Hesperidina é também o nome de um um bitter argentino que para meu avô era o néctar dos deuses. Tem o mesmo nome do remédio porque, enfim, contém o aroma e o sabor extraído daquela parte branca por baixo da casca da laranja, de onde vem a hesperidina. Para ser mais preciso, se chamava Hesperidina Bagley, a bebida, pois foi formulada e lançada em 1864 pelo americano Melville Bagley, em Buenos Aires, Argentina.


Ainda não descobri se este cara era um gênio da coquetelaria, mas sabemos que era um gênio do marketing.
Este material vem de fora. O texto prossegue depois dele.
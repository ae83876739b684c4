use std::path::PathBuf;
use std::sync::Arc;
use std::time::{Duration, SystemTime, UNIX_EPOCH};

use anyhow::{Context, Result};
use clap::{Parser, Subcommand};
use hamconf::{HamConfig, NotifyConfig};
use hamstore::{FallbackLog, RetryPolicy, ScratchDb, SessionDb};
use hamtrack::{
    telemetry, ChannelEdgeSource, Clock, DispatchConfig, Dispatcher, HttpNotifier, LogNotifier,
    NotificationPort, RunLoop, RunLoopConfig, SysfsEdgeSource,
};
use tokio_util::sync::CancellationToken;
use tracing::{info, warn};

/// How long queued notifications and saves may take to finish on shutdown.
const SHUTDOWN_GRACE: Duration = Duration::from_secs(10);

/// Hamtrack - wheel revolution tracker
#[derive(Parser, Debug)]
#[command(version, about, long_about = None)]
struct Cli {
    /// Config file, replacing ./hamtrack.toml
    #[arg(long, global = true)]
    config: Option<PathBuf>,

    #[command(subcommand)]
    command: Option<Commands>,
}

#[derive(Subcommand, Debug)]
enum Commands {
    /// Watch the wheel sensor until interrupted (default)
    Run,

    /// Feed synthetic revolutions through the tracker, no hardware needed
    Simulate {
        /// Number of pulses to send
        #[arg(short, long, default_value = "20")]
        revolutions: u32,

        /// Milliseconds between pulses
        #[arg(short, long, default_value = "500")]
        interval_ms: u64,

        /// Session timeout in seconds, instead of the configured one
        #[arg(long)]
        timeout_s: Option<u64>,

        /// Store and notify for real instead of a scratch database and the log
        #[arg(long)]
        live: bool,
    },

    /// List recorded sessions, newest first
    Sessions {
        #[arg(short, long, default_value = "20")]
        limit: usize,
    },

    /// Import sessions from the fallback log into the database
    ImportFallback,

    /// Print the effective configuration and where it came from
    Config,
}

#[tokio::main]
async fn main() -> Result<()> {
    let cli = Cli::parse();

    let (config, sources) = HamConfig::load_with_sources_from(cli.config.as_deref())
        .context("Failed to load configuration")?;

    let command = cli.command.unwrap_or(Commands::Run);
    if let Commands::Config = command {
        for file in &sources.files {
            println!("# loaded: {}", file.display());
        }
        for var in &sources.env_overrides {
            println!("# env: {}", var);
        }
        print!("{}", config.to_toml());
        return Ok(());
    }

    config.validate().context("Invalid configuration")?;
    telemetry::init(&config.telemetry).context("Failed to initialize logging")?;

    let result = match command {
        Commands::Run => run(&config).await,
        Commands::Simulate {
            revolutions,
            interval_ms,
            timeout_s,
            live,
        } => simulate(&config, revolutions, interval_ms, timeout_s, live).await,
        Commands::Sessions { limit } => list_sessions(&config, limit),
        Commands::ImportFallback => import_fallback(&config),
        Commands::Config => Ok(()),
    };

    telemetry::shutdown();
    result
}

fn dispatch_config(config: &HamConfig) -> DispatchConfig {
    DispatchConfig {
        notify_queue: config.notify.queue_depth,
        persist_queue: config.storage.queue_depth,
        retry: RetryPolicy::new(config.storage.max_attempts, config.storage.retry_delay()),
    }
}

fn build_notifier(config: &NotifyConfig) -> Result<Arc<dyn NotificationPort>> {
    match &config.endpoint {
        Some(endpoint) => {
            let notifier = HttpNotifier::new(
                endpoint.clone(),
                config.topic.clone(),
                config.api_key.clone(),
                config.timeout(),
            )
            .context("Failed to create HTTP notifier")?;
            info!("Pushing notifications to {} (topic {})", endpoint, config.topic);
            Ok(Arc::new(notifier))
        }
        None => {
            info!("No notify endpoint configured, notifications go to the log");
            Ok(Arc::new(LogNotifier))
        }
    }
}

fn spawn_signal_handler(cancel: CancellationToken) {
    tokio::spawn(async move {
        tokio::select! {
            _ = tokio::signal::ctrl_c() => {
                info!("Received SIGINT, shutting down...");
            }
            _ = async {
                #[cfg(unix)]
                {
                    use tokio::signal::unix::{signal, SignalKind};
                    match signal(SignalKind::terminate()) {
                        Ok(mut sigterm) => {
                            sigterm.recv().await;
                        }
                        Err(e) => {
                            warn!("Cannot listen for SIGTERM: {}", e);
                            std::future::pending::<()>().await;
                        }
                    }
                }
                #[cfg(not(unix))]
                {
                    std::future::pending::<()>().await;
                }
            } => {
                info!("Received SIGTERM, shutting down...");
            }
        }
        cancel.cancel();
    });
}

async fn run(config: &HamConfig) -> Result<()> {
    info!("Hamtrack starting");
    info!("   GPIO pin: {}", config.sensor.gpio_pin);
    info!("   Circumference: {} cm", config.wheel.circumference_cm);
    info!("   Database: {}", config.storage.db_path.display());

    let store = SessionDb::open(&config.storage.db_path).with_context(|| {
        format!("Failed to open session database {}", config.storage.db_path.display())
    })?;
    let fallback = FallbackLog::new(&config.storage.fallback_path);
    let notifier = build_notifier(&config.notify)?;

    let (dispatcher, workers) =
        Dispatcher::spawn(notifier, Arc::new(store), fallback, dispatch_config(config));

    let cancel = CancellationToken::new();
    spawn_signal_handler(cancel.clone());

    let sensor = config.sensor.clone();
    let run_config = RunLoopConfig::from_config(config);
    let loop_cancel = cancel.clone();
    let result = tokio::task::spawn_blocking(move || {
        let clock = Clock::new();
        let source = SysfsEdgeSource::open(&sensor.sysfs_root, sensor.gpio_pin, clock)?;
        RunLoop::new(source, dispatcher, clock, run_config).run(&loop_cancel)
    })
    .await
    .context("Run loop thread panicked")?;

    if !workers.shutdown(SHUTDOWN_GRACE).await {
        warn!(
            "Unsaved sessions were written to the fallback log {}",
            config.storage.fallback_path.display()
        );
    }

    let summary = result.context("Wheel sensor failed")?;
    info!(
        "Shutdown complete: {} sessions finished, {} revolutions",
        summary.sessions_finished, summary.revolutions
    );
    Ok(())
}

async fn simulate(
    config: &HamConfig,
    revolutions: u32,
    interval_ms: u64,
    timeout_s: Option<u64>,
    live: bool,
) -> Result<()> {
    let mut run_config = RunLoopConfig::from_config(config);
    if let Some(secs) = timeout_s {
        run_config.session_timeout = Duration::from_secs(secs.max(1));
    }
    let interval = Duration::from_millis(interval_ms);

    // Removed on drop, along with the simulated fallback log.
    let scratch = if live {
        None
    } else {
        Some(ScratchDb::new().context("Failed to create scratch database")?)
    };
    let (dispatcher, workers) = if let Some(scratch) = &scratch {
        Dispatcher::spawn(
            Arc::new(LogNotifier),
            Arc::new(scratch.db().clone()),
            FallbackLog::new(scratch.dir().join("fallback.log")),
            dispatch_config(config),
        )
    } else {
        let store = SessionDb::open(&config.storage.db_path).with_context(|| {
            format!("Failed to open session database {}", config.storage.db_path.display())
        })?;
        Dispatcher::spawn(
            build_notifier(&config.notify)?,
            Arc::new(store),
            FallbackLog::new(&config.storage.fallback_path),
            dispatch_config(config),
        )
    };

    info!(
        "Simulating {} revolutions every {:?}, session timeout {:?}",
        revolutions, interval, run_config.session_timeout
    );

    let (tx, rx) = std::sync::mpsc::channel();
    // Held until the loop returns so it never sees a disconnected source.
    let keepalive = tx.clone();
    let cancel = CancellationToken::new();
    spawn_signal_handler(cancel.clone());

    let producer_cancel = cancel.clone();
    let settle = run_config.session_timeout + run_config.poll_slice * 2;
    let producer = std::thread::spawn(move || {
        for _ in 0..revolutions {
            if producer_cancel.is_cancelled() || tx.send(()).is_err() {
                return;
            }
            std::thread::sleep(interval);
        }
        std::thread::sleep(settle);
        producer_cancel.cancel();
    });

    let loop_cancel = cancel.clone();
    let result = tokio::task::spawn_blocking(move || {
        let clock = Clock::new();
        RunLoop::new(ChannelEdgeSource::new(rx, clock), dispatcher, clock, run_config)
            .run(&loop_cancel)
    })
    .await
    .context("Run loop thread panicked")?;

    cancel.cancel();
    drop(keepalive);
    let _ = producer.join();
    workers.shutdown(SHUTDOWN_GRACE).await;

    let summary = result.context("Simulated sensor failed")?;
    println!(
        "{} revolutions ({} bounced), {} started, {} finished, {} aborted",
        summary.revolutions,
        summary.bounces,
        summary.sessions_started,
        summary.sessions_finished,
        summary.sessions_aborted
    );
    drop(scratch);
    Ok(())
}

fn list_sessions(config: &HamConfig, limit: usize) -> Result<()> {
    let db = SessionDb::open(&config.storage.db_path).with_context(|| {
        format!("Failed to open session database {}", config.storage.db_path.display())
    })?;
    let sessions = db.list_recent(limit).context("Failed to list sessions")?;

    if sessions.is_empty() {
        println!("No sessions recorded");
        return Ok(());
    }

    println!("{:<26} {:>10} {:>12}", "START", "MINUTES", "METRES");
    for stored in sessions {
        let record = &stored.record;
        println!(
            "{:<26} {:>10.1} {:>12.1}",
            record.start_key(),
            record.duration / 60.0,
            record.distance / 100.0
        );
    }
    println!("({} total)", db.count().context("Failed to count sessions")?);
    Ok(())
}

fn import_fallback(config: &HamConfig) -> Result<()> {
    let db = SessionDb::open(&config.storage.db_path).with_context(|| {
        format!("Failed to open session database {}", config.storage.db_path.display())
    })?;
    let log = FallbackLog::new(&config.storage.fallback_path);

    let report = log.replay_into(&db).with_context(|| {
        format!("Failed to import fallback log {}", log.path().display())
    })?;
    println!(
        "Imported {} sessions, {} already stored",
        report.imported, report.duplicates
    );

    let stamp = SystemTime::now()
        .duration_since(UNIX_EPOCH)
        .unwrap_or_default()
        .as_secs();
    if let Some(archived) = log
        .archive(&format!("imported-{stamp}"))
        .context("Failed to archive fallback log")?
    {
        println!("Fallback log moved to {}", archived.display());
    }
    Ok(())
}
Sabe teaser, aquela peça inicial que antecede uma campanha, dando uma pista, um spoiler, do que vem pela frente, sem revelar tudo? Ele foi o rei do teaser. Antes de distribuir o seu trago nos bolichos e pulperias portenhos, encheu a cidade de cartazes, onde se lia apenas… Hesperidina. Só. Foram semanas com os argentinos lendo aquilo sem saber o que era, até que as garrafas fossem distribuídas. Quando chegaram aos balcões, consagração!


Até aqui a história já estava boa, porém, nosso amigo Bagley fez um drink tão agradável que, pronto, estava todo mundo o imitando. E usando o nome, como se fosse genérico. Podemos imaginar que ele não ficou feliz. Fosse um cara comum, só resmungaria. Como gozava de algum prestígio, foi reclamar direto com o Presidente da Argentina, Nicolas Avellaneda, aquele mesmo que dá nome à cidade do Racing e do Independiente. Em 1876, então, o país criou seu órgão oficial de Marcas e Patentes. Marca número um registrada na Argentina: Hesperidina Bagley! Aposto que esta nem minha sogra Beth Ritter, su-mi-da-de em propriedade intelectual, sabia.
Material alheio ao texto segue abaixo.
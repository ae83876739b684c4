//! Sources of rising edges from the wheel sensor.

mod channel;
mod sysfs;

pub use channel::ChannelEdgeSource;
pub use sysfs::SysfsEdgeSource;

use std::io;
use std::path::PathBuf;
use std::time::Duration;

use thiserror::Error;

use crate::time::Timestamp;

#[derive(Debug, Clone, Copy, PartialEq)]
pub enum EdgeResult {
    Edge(Timestamp),
    TimedOut,
}

#[derive(Debug, Error)]
pub enum SensorError {
    #[error("cannot export GPIO pin {pin}: {source}")]
    Export { pin: u32, source: io::Error },

    #[error("cannot configure {path}: {source}")]
    Configure { path: PathBuf, source: io::Error },

    #[error("waiting for edge failed: {0}")]
    Wait(#[source] io::Error),

    #[error("edge source disconnected")]
    Disconnected,
}

/// Blocking wait for the next rising edge.
///
/// Implementations release whatever they hold when dropped.
pub trait EdgeSource: Send {
    /// Block until a rising edge or until `timeout` passes, whichever is first.
    fn wait_for_rising_edge(&mut self, timeout: Duration) -> Result<EdgeResult, SensorError>;
}

impl<E: EdgeSource + ?Sized> EdgeSource for Box<E> {
    fn wait_for_rising_edge(&mut self, timeout: Duration) -> Result<EdgeResult, SensorError> {
        (**self).wait_for_rising_edge(timeout)
    }
}
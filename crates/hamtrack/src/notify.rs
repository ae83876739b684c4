//! Best-effort push notifications for session starts and finishes.

use std::time::Duration;

use async_trait::async_trait;
use reqwest::Client;
use serde::Serialize;
use thiserror::Error;
use tracing::info;

use crate::session::{FinishedSession, SessionOutcome};

/// Payload pushed to subscribers. Serializes with an `event` tag:
/// `{"event":"session_started","start_ms":...}`.
#[derive(Debug, Clone, PartialEq, Eq, Serialize)]
#[serde(tag = "event", rename_all = "snake_case")]
pub enum Notification {
    SessionStarted {
        start_ms: i64,
    },
    SessionFinished {
        start_ms: i64,
        /// Minutes, one decimal.
        duration_min: String,
        /// Metres, one decimal.
        distance_m: String,
        revolutions: u32,
    },
}

impl Notification {
    pub fn finished(session: &FinishedSession) -> Self {
        let metrics = session.metrics();
        Notification::SessionFinished {
            start_ms: session.start.as_millis(),
            duration_min: format!("{:.1}", metrics.duration_min()),
            distance_m: format!("{:.1}", metrics.distance_m()),
            revolutions: session.revolutions,
        }
    }

    /// Aborted sessions are not announced.
    pub fn for_outcome(outcome: &SessionOutcome) -> Option<Self> {
        match outcome {
            SessionOutcome::Started { start } => Some(Notification::SessionStarted {
                start_ms: start.as_millis(),
            }),
            SessionOutcome::Finished(session) => Some(Self::finished(session)),
            SessionOutcome::Aborted { .. } => None,
        }
    }

    pub fn event(&self) -> &'static str {
        match self {
            Notification::SessionStarted { .. } => "session_started",
            Notification::SessionFinished { .. } => "session_finished",
        }
    }
}

#[derive(Debug, Error)]
pub enum NotifyError {
    #[error("notification request failed: {0}")]
    Request(#[from] reqwest::Error),

    #[error("notification endpoint returned {status}: {body}")]
    Status { status: u16, body: String },
}

#[async_trait]
pub trait NotificationPort: Send + Sync {
    /// Deliver once. Callers log failures and move on.
    async fn notify(&self, notification: &Notification) -> Result<(), NotifyError>;
}

#[derive(Serialize)]
struct PushMessage<'a> {
    to: String,
    data: &'a Notification,
}

/// Topic push over HTTP in the FCM legacy shape.
pub struct HttpNotifier {
    client: Client,
    endpoint: String,
    topic: String,
    api_key: Option<String>,
}

impl HttpNotifier {
    pub fn new(
        endpoint: impl Into<String>,
        topic: impl Into<String>,
        api_key: Option<String>,
        timeout: Duration,
    ) -> Result<Self, NotifyError> {
        let client = Client::builder().timeout(timeout).build()?;
        Ok(Self {
            client,
            endpoint: endpoint.into(),
            topic: topic.into(),
            api_key,
        })
    }

    pub fn endpoint(&self) -> &str {
        &self.endpoint
    }
}

#[async_trait]
impl NotificationPort for HttpNotifier {
    async fn notify(&self, notification: &Notification) -> Result<(), NotifyError> {
        let message = PushMessage {
            to: format!("/topics/{}", self.topic),
            data: notification,
        };

        let mut request = self.client.post(&self.endpoint).json(&message);
        if let Some(key) = &self.api_key {
            request = request.header(reqwest::header::AUTHORIZATION, format!("key={key}"));
        }

        let response = request.send().await?;
        let status = response.status();
        if !status.is_success() {
            let body = response.text().await.unwrap_or_default();
            return Err(NotifyError::Status {
                status: status.as_u16(),
                body,
            });
        }
        Ok(())
    }
}

/// Used when no push endpoint is configured.
#[derive(Debug, Default, Clone, Copy)]
pub struct LogNotifier;

#[async_trait]
impl NotificationPort for LogNotifier {
    async fn notify(&self, notification: &Notification) -> Result<(), NotifyError> {
        let payload = serde_json::to_string(notification).unwrap_or_default();
        info!(event = notification.event(), %payload, "notification (no endpoint configured)");
        Ok(())
    }
}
Meu avô José tinha cheiro de Hesperidina. Transpirava Hesperidina. Mas não é como se víssemos Hesperidina por toda parte pela casa, brindássemos em família com Hesperidina. Não! A Hesperidina era dele. Eu mesmo não lembro de ter provado. À época, achava que era porque ninguém gostava do trago. Hoje, creio que havia uma certa tensão da família relacionada a excessos alcoólicos de vovô. Até porque ele começava a exalar Hesperidina a partir das dez manhã. Na verdade, a lembrança que eu tenho é de que ele literalmente transpirava Hesperidina. Saía Hesperidina pelos poros. Era agradável, até. Entre mil tragos que se pode cheirar a, diria que Hesperidina está entre os mais agradáveis. O puro aroma de laranjas douradas do Jardim de Hespérides. Mas este texto não é sobre mitologia. 
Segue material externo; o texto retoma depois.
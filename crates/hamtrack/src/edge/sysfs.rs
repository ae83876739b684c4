//! Rising edges from the Linux sysfs GPIO interface.
//!
//! The pin is exported and set to interrupt on rising edges; `poll(2)` on
//! the value file then wakes with `POLLPRI` once per edge.

use std::fs::{self, File};
use std::io::{self, Read, Seek, SeekFrom};
use std::os::fd::AsRawFd;
use std::path::{Path, PathBuf};
use std::time::{Duration, Instant};

use tracing::{debug, info, warn};

use super::{EdgeResult, EdgeSource, SensorError};
use crate::time::Clock;

/// udev may need a moment to fix permissions on a freshly exported pin.
const CONFIGURE_ATTEMPTS: u32 = 10;
const CONFIGURE_BACKOFF: Duration = Duration::from_millis(50);

pub struct SysfsEdgeSource {
    pin: u32,
    root: PathBuf,
    /// Whether we exported the pin and so must unexport it.
    exported: bool,
    value: Option<File>,
    clock: Clock,
}

impl SysfsEdgeSource {
    pub fn open(root: impl Into<PathBuf>, pin: u32, clock: Clock) -> Result<Self, SensorError> {
        let mut source = Self {
            pin,
            root: root.into(),
            exported: false,
            value: None,
            clock,
        };

        if !source.pin_dir().exists() {
            fs::write(source.root.join("export"), pin.to_string())
                .map_err(|e| SensorError::Export { pin, source: e })?;
            source.exported = true;
            debug!(pin, "exported GPIO pin");
        }

        // On failure `source` drops here and unexports the pin.
        source.configure("direction", "in")?;
        source.configure("edge", "rising")?;

        let value_path = source.pin_dir().join("value");
        let mut value = File::open(&value_path).map_err(|e| SensorError::Configure {
            path: value_path,
            source: e,
        })?;
        // A pending interrupt from before we started would otherwise fire at once.
        drain(&mut value).map_err(SensorError::Wait)?;
        source.value = Some(value);

        info!(pin, root = %source.root.display(), "GPIO sensor ready");
        Ok(source)
    }

    pub fn pin(&self) -> u32 {
        self.pin
    }

    fn pin_dir(&self) -> PathBuf {
        self.root.join(format!("gpio{}", self.pin))
    }

    fn configure(&self, attribute: &str, setting: &str) -> Result<(), SensorError> {
        let path = self.pin_dir().join(attribute);
        let mut attempt = 1;
        loop {
            match write_attribute(&path, setting) {
                Ok(()) => return Ok(()),
                Err(e) if attempt < CONFIGURE_ATTEMPTS && is_settling(&e) => {
                    attempt += 1;
                    std::thread::sleep(CONFIGURE_BACKOFF);
                }
                Err(e) => return Err(SensorError::Configure { path, source: e }),
            }
        }
    }
}

impl EdgeSource for SysfsEdgeSource {
    fn wait_for_rising_edge(&mut self, timeout: Duration) -> Result<EdgeResult, SensorError> {
        let value = self.value.as_mut().ok_or(SensorError::Disconnected)?;
        let deadline = Instant::now() + timeout;

        loop {
            let remaining = deadline.saturating_duration_since(Instant::now());
            let mut fds = libc::pollfd {
                fd: value.as_raw_fd(),
                events: libc::POLLPRI | libc::POLLERR,
                revents: 0,
            };
            // SAFETY: `fds` is a single valid pollfd that outlives the call.
            let ready = unsafe { libc::poll(&mut fds, 1, poll_timeout_ms(remaining)) };

            if ready < 0 {
                let err = io::Error::last_os_error();
                if err.kind() == io::ErrorKind::Interrupted {
                    continue;
                }
                return Err(SensorError::Wait(err));
            }
            if ready == 0 {
                return Ok(EdgeResult::TimedOut);
            }

            let at = self.clock.now();
            drain(value).map_err(SensorError::Wait)?;
            return Ok(EdgeResult::Edge(at));
        }
    }
}

impl Drop for SysfsEdgeSource {
    fn drop(&mut self) {
        self.value.take();
        if self.exported {
            match fs::write(self.root.join("unexport"), self.pin.to_string()) {
                Ok(()) => debug!(pin = self.pin, "unexported GPIO pin"),
                Err(e) => warn!(pin = self.pin, error = %e, "failed to unexport GPIO pin"),
            }
        }
    }
}

fn write_attribute(path: &Path, setting: &str) -> io::Result<()> {
    fs::write(path, setting)
}

fn is_settling(err: &io::Error) -> bool {
    matches!(
        err.kind(),
        io::ErrorKind::NotFound | io::ErrorKind::PermissionDenied
    )
}

fn drain(value: &mut File) -> io::Result<()> {
    let mut buf = [0u8; 8];
    value.seek(SeekFrom::Start(0))?;
    while value.read(&mut buf)? > 0 {}
    Ok(())
}

/// Rounds up so a sub-millisecond remainder does not become a busy poll.
fn poll_timeout_ms(remaining: Duration) -> libc::c_int {
    let ms = remaining.as_micros().div_ceil(1000);
    ms.min(libc::c_int::MAX as u128) as libc::c_int
}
Assim era o Doutor Pombo (assim, pelo sobrenome aviário, acompanhado pela titulação concedida aos advogados - chamavam meu avô): um homem da Fronteira. Um homem da estrada. Vivia entre Porto Alegre, Uruguaiana e São Borja. Na velha D10 branca, palanca no volante. No ônibus Planalto. No Ouro e Prata (com Cyrillinha laranja no refrigerador). Era ainda um homem grande, um tanto gordo, um tanto forte, bigode farto e branco. Ele já tinha uns 80 anos, decerto, quando o vimos chegando a pé, sozinho, pela estradinha de terra que dá acesso à fazenda. Suava e bufava. A inseparável mala de couro na mão - o "pesuelo", como a família dizia. Tinha andado oito quilômetros do asfalto até a casa - a bota, a camisa de dois bolsos (um pente na direita, uma caneta na esquerda), o corpo manchado pela terra vermelha. Esqueceram de pegá-lo no meio da estrada. Ele veio a pé, brabo, furioso, bufando, sem Hesperidina no sangue. À época eu andava com uma Pentax a tiracolo. Fotografei a cena. Eu tinha a foto. Mas não a encontro. E, juro, já nem sei se exisitiu, nem a cena, nem a foto. Simplesmente não faz sentido.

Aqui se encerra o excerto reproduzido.